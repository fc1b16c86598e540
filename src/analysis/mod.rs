//! Scripted analysis progression.

pub mod engine;
pub mod state;

pub use engine::{AnalysisEngine, ProgressUpdate};
pub use state::{AnalysisPhase, AnalysisState};
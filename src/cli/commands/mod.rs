//! CLI command dispatch and handlers.
//!
//! Routes parsed CLI arguments to the appropriate command handler.

pub mod ask;
pub mod packs;
pub mod run;
pub mod version;

use tokio_util::sync::CancellationToken;

use crate::cli::args::{Cli, Commands, PacksSubcommand};
use crate::error::LeaseLensError;

/// Dispatches a parsed CLI invocation to the appropriate command handler.
///
/// A missing subcommand runs the interactive session with the flags parsed
/// at the top level.
///
/// # Errors
///
/// Returns an error if the dispatched command handler fails.
pub async fn dispatch(cli: Cli, cancel: CancellationToken) -> Result<(), LeaseLensError> {
    match cli.command {
        None => run::run(&cli.run, cancel).await,
        Some(Commands::Run(args)) => run::run(&args, cancel).await,
        Some(Commands::Ask(args)) => ask::run(&args),
        Some(Commands::Packs(cmd)) => match cmd.subcommand {
            PacksSubcommand::List(args) => packs::list(&args),
            PacksSubcommand::Show(args) => packs::show(&args),
            PacksSubcommand::Validate(args) => packs::validate(&args),
        },
        Some(Commands::Version(args)) => {
            version::run(&args);
            Ok(())
        }
    }
}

> **Problem to work on**
Where the string "PacksSubcommand" appears in a line of the listing, copy that line.

> **Solution for this task**
use crate::cli::args::{Cli, Commands, PacksSubcommand};
            PacksSubcommand::List(args) => packs::list(&args),
            PacksSubcommand::Show(args) => packs::show(&args),
            PacksSubcommand::Validate(args) => packs::validate(&args),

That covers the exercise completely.